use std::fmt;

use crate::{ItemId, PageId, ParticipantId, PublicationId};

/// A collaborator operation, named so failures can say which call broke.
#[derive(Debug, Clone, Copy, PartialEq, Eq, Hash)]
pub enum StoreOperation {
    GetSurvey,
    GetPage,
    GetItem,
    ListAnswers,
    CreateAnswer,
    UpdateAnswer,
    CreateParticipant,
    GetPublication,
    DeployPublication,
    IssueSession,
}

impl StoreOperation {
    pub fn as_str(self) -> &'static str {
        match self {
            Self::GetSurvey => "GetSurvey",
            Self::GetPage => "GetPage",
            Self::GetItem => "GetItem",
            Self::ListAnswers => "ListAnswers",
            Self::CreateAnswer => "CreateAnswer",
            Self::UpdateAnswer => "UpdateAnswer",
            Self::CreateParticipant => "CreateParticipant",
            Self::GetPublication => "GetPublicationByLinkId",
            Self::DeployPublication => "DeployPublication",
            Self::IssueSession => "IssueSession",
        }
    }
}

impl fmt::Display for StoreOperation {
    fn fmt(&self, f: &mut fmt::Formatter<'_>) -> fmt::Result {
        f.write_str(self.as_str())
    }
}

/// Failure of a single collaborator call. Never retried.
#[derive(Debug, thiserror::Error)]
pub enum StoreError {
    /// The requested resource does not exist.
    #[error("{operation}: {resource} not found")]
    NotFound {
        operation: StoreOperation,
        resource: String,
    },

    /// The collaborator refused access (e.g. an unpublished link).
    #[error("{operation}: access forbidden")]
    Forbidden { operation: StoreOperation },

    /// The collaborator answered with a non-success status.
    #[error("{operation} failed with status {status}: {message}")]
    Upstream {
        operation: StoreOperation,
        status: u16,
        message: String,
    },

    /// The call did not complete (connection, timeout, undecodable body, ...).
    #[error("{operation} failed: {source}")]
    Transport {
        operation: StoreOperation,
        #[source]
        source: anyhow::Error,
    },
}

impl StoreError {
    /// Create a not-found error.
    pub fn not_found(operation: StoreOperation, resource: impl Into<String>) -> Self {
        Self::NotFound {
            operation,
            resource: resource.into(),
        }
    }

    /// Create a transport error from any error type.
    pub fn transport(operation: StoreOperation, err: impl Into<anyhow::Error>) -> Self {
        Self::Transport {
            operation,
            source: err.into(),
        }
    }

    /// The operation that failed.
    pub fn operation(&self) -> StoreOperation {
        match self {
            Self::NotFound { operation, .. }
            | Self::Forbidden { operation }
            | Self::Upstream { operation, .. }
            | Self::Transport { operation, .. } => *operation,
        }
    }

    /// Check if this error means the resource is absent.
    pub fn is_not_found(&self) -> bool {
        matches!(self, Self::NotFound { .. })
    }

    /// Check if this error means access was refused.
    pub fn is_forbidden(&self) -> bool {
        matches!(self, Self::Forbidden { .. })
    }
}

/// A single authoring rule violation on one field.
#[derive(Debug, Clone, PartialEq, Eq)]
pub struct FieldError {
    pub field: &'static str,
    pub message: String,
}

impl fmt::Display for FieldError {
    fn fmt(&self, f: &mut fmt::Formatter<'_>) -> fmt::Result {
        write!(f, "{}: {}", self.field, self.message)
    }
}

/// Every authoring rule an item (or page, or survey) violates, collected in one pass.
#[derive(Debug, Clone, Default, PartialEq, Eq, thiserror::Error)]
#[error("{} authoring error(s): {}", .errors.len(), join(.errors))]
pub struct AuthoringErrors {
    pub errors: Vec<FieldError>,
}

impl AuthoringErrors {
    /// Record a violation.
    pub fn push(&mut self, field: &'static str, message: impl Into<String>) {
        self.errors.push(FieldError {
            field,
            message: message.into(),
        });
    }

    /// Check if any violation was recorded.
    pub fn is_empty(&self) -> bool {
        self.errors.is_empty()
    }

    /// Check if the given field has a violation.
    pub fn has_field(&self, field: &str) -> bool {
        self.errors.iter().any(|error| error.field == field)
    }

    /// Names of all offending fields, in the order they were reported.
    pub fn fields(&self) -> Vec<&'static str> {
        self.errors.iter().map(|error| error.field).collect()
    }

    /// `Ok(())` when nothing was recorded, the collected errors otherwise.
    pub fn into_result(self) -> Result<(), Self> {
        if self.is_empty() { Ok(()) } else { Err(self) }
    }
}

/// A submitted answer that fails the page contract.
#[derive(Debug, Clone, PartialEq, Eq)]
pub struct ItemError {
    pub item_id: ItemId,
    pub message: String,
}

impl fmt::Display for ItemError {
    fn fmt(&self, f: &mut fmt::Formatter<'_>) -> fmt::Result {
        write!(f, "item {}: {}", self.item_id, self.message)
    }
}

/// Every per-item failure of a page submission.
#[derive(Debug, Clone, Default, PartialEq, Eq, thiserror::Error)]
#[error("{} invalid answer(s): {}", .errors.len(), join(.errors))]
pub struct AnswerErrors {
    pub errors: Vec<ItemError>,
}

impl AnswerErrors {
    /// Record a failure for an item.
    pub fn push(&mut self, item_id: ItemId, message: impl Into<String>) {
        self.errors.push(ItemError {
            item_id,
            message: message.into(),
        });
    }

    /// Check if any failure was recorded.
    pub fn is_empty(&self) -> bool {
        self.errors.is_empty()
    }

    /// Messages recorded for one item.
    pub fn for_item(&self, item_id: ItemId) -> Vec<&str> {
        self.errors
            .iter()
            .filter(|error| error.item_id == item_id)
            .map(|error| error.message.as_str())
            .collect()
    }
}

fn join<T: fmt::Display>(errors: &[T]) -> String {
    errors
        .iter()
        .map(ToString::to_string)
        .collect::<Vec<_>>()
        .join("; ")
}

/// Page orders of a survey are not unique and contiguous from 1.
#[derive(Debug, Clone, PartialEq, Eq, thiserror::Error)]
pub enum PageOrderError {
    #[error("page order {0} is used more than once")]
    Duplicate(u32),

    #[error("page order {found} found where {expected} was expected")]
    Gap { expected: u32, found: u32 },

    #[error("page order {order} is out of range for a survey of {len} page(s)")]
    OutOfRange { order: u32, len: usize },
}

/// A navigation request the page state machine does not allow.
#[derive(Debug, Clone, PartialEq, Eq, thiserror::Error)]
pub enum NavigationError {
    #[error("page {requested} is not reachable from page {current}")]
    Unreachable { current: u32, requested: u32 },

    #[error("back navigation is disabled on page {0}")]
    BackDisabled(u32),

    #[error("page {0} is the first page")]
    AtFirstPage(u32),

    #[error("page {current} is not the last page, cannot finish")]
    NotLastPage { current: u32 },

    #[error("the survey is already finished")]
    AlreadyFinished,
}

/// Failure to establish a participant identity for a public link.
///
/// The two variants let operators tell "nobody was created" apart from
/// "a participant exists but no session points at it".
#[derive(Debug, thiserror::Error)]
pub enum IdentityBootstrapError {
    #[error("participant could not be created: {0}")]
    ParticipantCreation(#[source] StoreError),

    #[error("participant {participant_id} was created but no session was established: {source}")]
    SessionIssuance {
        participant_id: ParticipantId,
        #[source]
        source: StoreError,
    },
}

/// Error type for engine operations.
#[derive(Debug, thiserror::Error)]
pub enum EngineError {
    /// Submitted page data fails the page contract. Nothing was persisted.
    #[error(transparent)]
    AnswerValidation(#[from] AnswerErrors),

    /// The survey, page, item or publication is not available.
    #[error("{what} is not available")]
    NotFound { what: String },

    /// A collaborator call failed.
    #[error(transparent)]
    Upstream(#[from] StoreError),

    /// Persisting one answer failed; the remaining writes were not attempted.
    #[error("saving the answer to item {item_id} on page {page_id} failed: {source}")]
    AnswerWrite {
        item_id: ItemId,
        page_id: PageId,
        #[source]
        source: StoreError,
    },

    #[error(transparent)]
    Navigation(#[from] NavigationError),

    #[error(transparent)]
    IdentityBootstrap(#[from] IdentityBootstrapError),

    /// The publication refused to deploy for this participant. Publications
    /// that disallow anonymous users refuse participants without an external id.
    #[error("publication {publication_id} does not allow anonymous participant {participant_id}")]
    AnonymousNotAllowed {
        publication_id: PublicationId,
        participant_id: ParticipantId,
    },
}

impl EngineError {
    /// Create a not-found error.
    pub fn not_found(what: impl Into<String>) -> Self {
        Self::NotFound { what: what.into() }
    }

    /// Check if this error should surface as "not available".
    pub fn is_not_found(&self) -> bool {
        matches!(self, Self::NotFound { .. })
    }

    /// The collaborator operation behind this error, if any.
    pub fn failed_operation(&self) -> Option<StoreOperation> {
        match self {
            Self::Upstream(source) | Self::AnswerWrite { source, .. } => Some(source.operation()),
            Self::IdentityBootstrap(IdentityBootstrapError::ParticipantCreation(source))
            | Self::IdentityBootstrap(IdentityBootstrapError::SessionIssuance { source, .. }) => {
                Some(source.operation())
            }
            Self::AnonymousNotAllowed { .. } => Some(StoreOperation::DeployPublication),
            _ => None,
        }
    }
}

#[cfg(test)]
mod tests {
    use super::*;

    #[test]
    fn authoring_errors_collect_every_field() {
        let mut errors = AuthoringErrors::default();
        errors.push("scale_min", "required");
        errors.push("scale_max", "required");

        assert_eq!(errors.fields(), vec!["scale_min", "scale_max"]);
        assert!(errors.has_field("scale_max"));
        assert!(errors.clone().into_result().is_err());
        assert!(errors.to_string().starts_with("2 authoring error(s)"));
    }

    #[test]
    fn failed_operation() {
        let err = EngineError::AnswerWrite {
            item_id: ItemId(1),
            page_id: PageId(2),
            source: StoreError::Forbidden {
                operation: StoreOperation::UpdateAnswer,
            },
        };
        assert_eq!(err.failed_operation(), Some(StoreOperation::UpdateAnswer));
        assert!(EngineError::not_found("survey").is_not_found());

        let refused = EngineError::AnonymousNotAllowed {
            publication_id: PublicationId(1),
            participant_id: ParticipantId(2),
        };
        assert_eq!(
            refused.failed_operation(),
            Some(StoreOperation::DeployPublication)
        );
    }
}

INSTRUCTIONS FOR THE TASK - Copy each line of the listing that contains the string "expected".

OUTPUT FOR THIS TASK -
    #[error("page order {found} found where {expected} was expected")]
    Gap { expected: u32, found: u32 },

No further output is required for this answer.